Money (“it’s too expensive”) is a common objection, but it’s often not the real reason. Price is simply a useful way to end the conversation.
“I’m afraid” is something we don’t want to say, so we search for an objection instead.
And what leads to forward motion? Either a shift in the culture, in peer approval, which lowers fear. Or sometimes, the fear of doing nothing exceeds the fear of moving forward.
Errors are preventable.
But preventing errors requires an investment. Before committing to an error-free production environment, it’s worth calculating the cost.
A typo on this blog is relatively inexpensive. (Thanks to loyal reader Seth Barnes for graciously emailing me when one slips through).
On the other hand, a mistake in calculating the route of a high-speed rail line might cost a billion dollars… And we probably don’t want any errors on the pacemaker assembly line.
If you’ve decided that errors are too expensive for your project, then build a system that doesn’t depend on heroics to avoid errors. Sure, that costs more than just trying harder, but if trying harder was going to reduce errors, it would have worked already.
The pilot who painstakingly works through the pre-flight checklist might not be a swashbuckling Maverick type, but they are much less likely to be the victim of a careless error. The reason that planes don’t crash is because there are countless layers of redundancy and systems to be sure that they don’t.
Spend the time and spend the money and the errors can be avoided. Or accept that errors are part of wayfinding, and realize that your problem is caused by a systemic situation, not a lack of effort.
The second time you rewire a system after finding a hum, it might take two minutes. The first time, the time you figured out what the problem was, it might have taken two hours.
Typing a book takes a few days at most.

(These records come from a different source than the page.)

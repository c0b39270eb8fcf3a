//! Document loading and chunking.
//!
//! [`load_document`] turns a file on disk into a [`SourceDocument`] (one entry
//! per page) and [`DocumentIngestor`] splits it into [`DocumentChunk`]s with
//! provenance metadata. Parsing is all-or-nothing: a document that fails to
//! load, or any page that fails to extract, yields an error and no chunks.

use std::collections::HashMap;
use std::path::{Path, PathBuf};
use std::sync::Arc;

use chrono::Utc;
use tracing::{debug, info};

use crate::chunking::{Chunker, RecursiveChunker};
use crate::document::{
    DocumentChunk, META_CHUNK_INDEX, META_FILE_NAME, META_PAGE_NUMBER, META_SOURCE_TYPE,
    META_START_INDEX, META_TIMESTAMP, SourceDocument, SourcePage, SourceType,
};
use crate::error::{RagError, Result};

fn parse_error(file: &str, message: impl Into<String>) -> RagError {
    RagError::DocumentParse { file: file.to_string(), message: message.into() }
}

/// Load a document from disk, choosing the parser by file extension.
///
/// Supported: `.pdf` (requires the `pdf` feature), `.txt`/`.text`, and
/// `.md`/`.markdown`. Parsing runs on the blocking thread pool.
///
/// # Errors
///
/// Returns [`RagError::DocumentParse`] if the file cannot be read, is not
/// valid UTF-8 (text formats), is a corrupt PDF, or has an unsupported extension.
pub async fn load_document(
    path: impl AsRef<Path>,
    display_name: impl Into<String>,
) -> Result<SourceDocument> {
    let path: PathBuf = path.as_ref().to_path_buf();
    let display_name = display_name.into();
    let name_for_join = display_name.clone();

    tokio::task::spawn_blocking(move || load_blocking(&path, display_name))
        .await
        .map_err(|e| parse_error(&name_for_join, format!("loader task failed: {e}")))?
}

fn load_blocking(path: &Path, display_name: String) -> Result<SourceDocument> {
    let extension =
        path.extension().and_then(|e| e.to_str()).map(str::to_ascii_lowercase).unwrap_or_default();

    let document = match extension.as_str() {
        "pdf" => load_pdf(path, display_name)?,
        "txt" | "text" => load_text(path, display_name, SourceType::Text)?,
        "md" | "markdown" => load_text(path, display_name, SourceType::Markdown)?,
        "" => return Err(parse_error(&display_name, "unsupported document format (no extension)")),
        other => {
            return Err(parse_error(&display_name, format!("unsupported document format '.{other}'")));
        }
    };

    debug!(
        file_name = %document.display_name,
        source_type = %document.source_type,
        pages = document.pages.len(),
        "loaded document"
    );
    Ok(document)
}

fn load_text(path: &Path, display_name: String, source_type: SourceType) -> Result<SourceDocument> {
    let bytes = std::fs::read(path)
        .map_err(|e| parse_error(&display_name, format!("failed to read {}: {e}", path.display())))?;
    let text = String::from_utf8(bytes)
        .map_err(|e| parse_error(&display_name, format!("not valid UTF-8: {e}")))?;
    Ok(SourceDocument::single_page(display_name, source_type, text))
}

#[cfg(feature = "pdf")]
fn load_pdf(path: &Path, display_name: String) -> Result<SourceDocument> {
    let pdf = lopdf::Document::load(path)
        .map_err(|e| parse_error(&display_name, format!("failed to load PDF: {e}")))?;
    if pdf.is_encrypted() {
        return Err(parse_error(&display_name, "encrypted PDFs are not supported"));
    }

    let page_numbers: Vec<u32> = pdf.get_pages().keys().copied().collect();
    if page_numbers.is_empty() {
        return Err(parse_error(&display_name, "PDF has no pages"));
    }

    let pages = page_numbers
        .into_iter()
        .map(|number| {
            pdf.extract_text(&[number])
                .map(|text| SourcePage { number, text })
                .map_err(|e| parse_error(&display_name, format!("failed to extract page {number}: {e}")))
        })
        .collect::<Result<Vec<_>>>()?;

    Ok(SourceDocument { display_name, source_type: SourceType::Pdf, pages })
}

#[cfg(not(feature = "pdf"))]
fn load_pdf(_path: &Path, display_name: String) -> Result<SourceDocument> {
    Err(parse_error(&display_name, "PDF support is not enabled (build with the `pdf` feature)"))
}

/// Splits parsed documents into chunks carrying provenance metadata.
///
/// Every chunk gets `file_name`, `page_number`, `source_type`, `chunk_index`,
/// `start_index`, and a `timestamp` shared by all chunks of one call.
/// Whitespace-only spans are merged into the neighbouring chunk.
#[derive(Clone)]
pub struct DocumentIngestor {
    chunker: Arc<dyn Chunker>,
}

impl Default for DocumentIngestor {
    fn default() -> Self {
        Self::new(Arc::new(RecursiveChunker::default()))
    }
}

impl DocumentIngestor {
    pub fn new(chunker: Arc<dyn Chunker>) -> Self {
        Self { chunker }
    }

    /// Load `path` and chunk it.
    ///
    /// # Errors
    ///
    /// Returns [`RagError::DocumentParse`] if the document cannot be parsed.
    pub async fn ingest_file(
        &self,
        path: impl AsRef<Path>,
        display_name: impl Into<String>,
    ) -> Result<Vec<DocumentChunk>> {
        let document = load_document(path, display_name).await?;
        Ok(self.ingest_document(&document))
    }

    /// Chunk an already parsed document.
    pub fn ingest_document(&self, document: &SourceDocument) -> Vec<DocumentChunk> {
        let timestamp = Utc::now().to_rfc3339();
        let mut chunks: Vec<DocumentChunk> = Vec::new();

        for page in &document.pages {
            let first_on_page = chunks.len();
            let mut chunk_index = 0usize;
            let mut chars_before = 0usize;
            let mut counted_to = 0usize;
            // Byte end of the text already emitted for this page.
            let mut emitted_to = 0usize;
            // Leading whitespace waiting for the page's first real chunk.
            let mut pending: Option<(usize, usize)> = None;

            for span in self.chunker.split(&page.text) {
                chars_before += page.text[counted_to..span.start].chars().count();
                counted_to = span.start;

                // Whitespace-only spans are folded into a neighbour so the
                // page stays fully covered.
                if span.slice(&page.text).trim().is_empty() {
                    if chunks.len() > first_on_page {
                        if span.end > emitted_to {
                            if let Some(previous) = chunks.last_mut() {
                                previous.content.push_str(&page.text[emitted_to..span.end]);
                            }
                            emitted_to = span.end;
                        }
                    } else if pending.is_none() {
                        pending = Some((span.start, chars_before));
                    }
                    continue;
                }

                let (start, start_chars) = pending.take().unwrap_or((span.start, chars_before));
                let content = &page.text[start..span.end];
                emitted_to = span.end;

                let metadata = HashMap::from([
                    (META_FILE_NAME.to_string(), document.display_name.clone()),
                    (META_PAGE_NUMBER.to_string(), page.number.to_string()),
                    (META_TIMESTAMP.to_string(), timestamp.clone()),
                    (META_SOURCE_TYPE.to_string(), document.source_type.to_string()),
                    (META_CHUNK_INDEX.to_string(), chunk_index.to_string()),
                    (META_START_INDEX.to_string(), start_chars.to_string()),
                ]);
                chunks.push(DocumentChunk { content: content.to_string(), metadata });
                chunk_index += 1;
            }
        }

        info!(
            file_name = %document.display_name,
            pages = document.pages.len(),
            chunk_count = chunks.len(),
            "chunked document"
        );
        chunks
    }
}

#[cfg(test)]
mod tests {
    use std::io::Write;

    use super::*;

    #[test]
    fn chunks_carry_page_metadata_and_shared_timestamp() {
        let ingestor = DocumentIngestor::new(Arc::new(RecursiveChunker::new(10, 0)));
        let document = SourceDocument {
            display_name: "guide.pdf".into(),
            source_type: SourceType::Pdf,
            pages: vec![
                SourcePage { number: 1, text: "aaaa bbbb cccc".into() },
                SourcePage { number: 2, text: "dddd".into() },
            ],
        };

        let chunks = ingestor.ingest_document(&document);
        assert_eq!(chunks.len(), 3);

        let timestamp = &chunks[0].metadata[META_TIMESTAMP];
        assert!(chunks.iter().all(|c| &c.metadata[META_TIMESTAMP] == timestamp));
        assert!(chunks.iter().all(|c| c.metadata[META_FILE_NAME] == "guide.pdf"));
        assert!(chunks.iter().all(|c| c.metadata[META_SOURCE_TYPE] == "pdf"));

        assert_eq!(chunks[1].content, "cccc");
        assert_eq!(chunks[1].metadata[META_PAGE_NUMBER], "1");
        assert_eq!(chunks[1].metadata[META_CHUNK_INDEX], "1");
        assert_eq!(chunks[1].metadata[META_START_INDEX], "10");
        assert_eq!(chunks[2].metadata[META_PAGE_NUMBER], "2");
        assert_eq!(chunks[2].metadata[META_CHUNK_INDEX], "0");
    }

    #[test]
    fn whitespace_only_spans_join_their_neighbours() {
        let ingestor = DocumentIngestor::new(Arc::new(RecursiveChunker::new(5, 0)));
        let text = "abc\n\n\n\n\n\n\n\ndef";
        let document = SourceDocument::single_page("notes.txt", SourceType::Text, text);

        let chunks = ingestor.ingest_document(&document);
        assert!(chunks.iter().all(|c| !c.content.trim().is_empty()));
        let joined: String = chunks.iter().map(|c| c.content.as_str()).collect();
        assert_eq!(joined, text);
        assert_eq!(chunks.last().map(|c| c.metadata[META_START_INDEX].as_str()), Some("9"));
    }

    #[test]
    fn leading_whitespace_belongs_to_the_first_chunk() {
        let ingestor = DocumentIngestor::new(Arc::new(RecursiveChunker::new(4, 0)));
        let document = SourceDocument::single_page("notes.txt", SourceType::Text, "\n\n\n\nabc");

        let chunks = ingestor.ingest_document(&document);
        assert_eq!(chunks[0].metadata[META_START_INDEX], "0");
        let joined: String = chunks.iter().map(|c| c.content.as_str()).collect();
        assert_eq!(joined, "\n\n\n\nabc");
    }

    #[tokio::test]
    async fn loads_text_files_as_a_single_page() {
        let dir = tempfile::tempdir().unwrap();
        let path = dir.path().join("france.txt");
        std::fs::File::create(&path)
            .unwrap()
            .write_all(b"The capital of France is Paris.")
            .unwrap();

        let document = load_document(&path, "france.txt").await.unwrap();
        assert_eq!(document.source_type, SourceType::Text);
        assert_eq!(document.pages.len(), 1);
        assert_eq!(document.pages[0].number, 1);
    }

    #[tokio::test]
    async fn markdown_extension_is_recognised() {
        let dir = tempfile::tempdir().unwrap();
        let path = dir.path().join("README.MD");
        std::fs::write(&path, "# Title\n\nBody").unwrap();

        let document = load_document(&path, "README.MD").await.unwrap();
        assert_eq!(document.source_type, SourceType::Markdown);
    }

    #[tokio::test]
    async fn unsupported_extension_is_a_parse_error() {
        let dir = tempfile::tempdir().unwrap();
        let path = dir.path().join("slides.pptx");
        std::fs::write(&path, b"binary").unwrap();

        let err = DocumentIngestor::default().ingest_file(&path, "slides.pptx").await.unwrap_err();
        assert!(matches!(err, RagError::DocumentParse { ref file, .. } if file == "slides.pptx"));
    }

    #[tokio::test]
    async fn invalid_utf8_is_a_parse_error() {
        let dir = tempfile::tempdir().unwrap();
        let path = dir.path().join("broken.txt");
        std::fs::write(&path, [0xff, 0xfe, 0xfd]).unwrap();

        let err = load_document(&path, "broken.txt").await.unwrap_err();
        assert!(matches!(err, RagError::DocumentParse { .. }));
    }

    #[tokio::test]
    async fn missing_file_is_a_parse_error() {
        let err = load_document("/definitely/not/here.txt", "here.txt").await.unwrap_err();
        assert!(matches!(err, RagError::DocumentParse { .. }));
    }

    #[cfg(feature = "pdf")]
    #[tokio::test]
    async fn corrupt_pdf_produces_no_chunks() {
        let dir = tempfile::tempdir().unwrap();
        let path = dir.path().join("corrupt.pdf");
        std::fs::write(&path, b"%PDF-1.4 this is not really a pdf").unwrap();

        let result = DocumentIngestor::default().ingest_file(&path, "corrupt.pdf").await;
        assert!(matches!(result, Err(RagError::DocumentParse { .. })));
    }
}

Figuring out what to type might take years.
We are either adding value by using our time to do something that’s been done before… or we’re contributing by finding out a way to do something new or create a better path forward.
If you’re simply ‘typing’, the work might still be important, but you’re not fulfilling your potential. You won’t earn as much in the way of respect, compensation or satisfaction, either.
On the other hand, if you’ve signed up for wayfinding, forgive yourself if it takes a little (or a lot) longer. Because if we knew the right answer, we would have found it already. That’s the hard part.
It’s possible that you can earn a wayfinding premium when you’re merely repeating something you discovered a while ago, but that’s hard to maintain. And it’s possible that you could find someone to solve your interesting problem fast and cheap, but that’s unlikely.
Being really clear about what we’re buying (and selling) opens the door to getting serious about whether or not you’re here to solve an interesting problem.
The mirror might not lie, but no one looks at you in the mirror more than you do.
Your business or project or life story is intimately known to you. You have lived it. But the outside world will never see all of it, can never see all of it.
And so we bump into the disconnect. The disconnect between the thing we know so well and what others have decided based on their own agenda, background and limited experience with us and our work.
When they don’t align, we can focus on the quality and consistency of our story, and be sure that our actions are integral with the conception we’re working so hard to share.
Consistency is what people pay attention to, and when it’s not there, they make up a story about why. Because they can’t truly know.
People don’t say yes or change their minds because you persist.
That’s because we don’t like to admit we were wrong.
If we’re going to go forward, it’s because something has changed. It might be that our situation is different, that the story we tell ourselves is different, that the times have changed or that your offering has. It might be that we trust you more.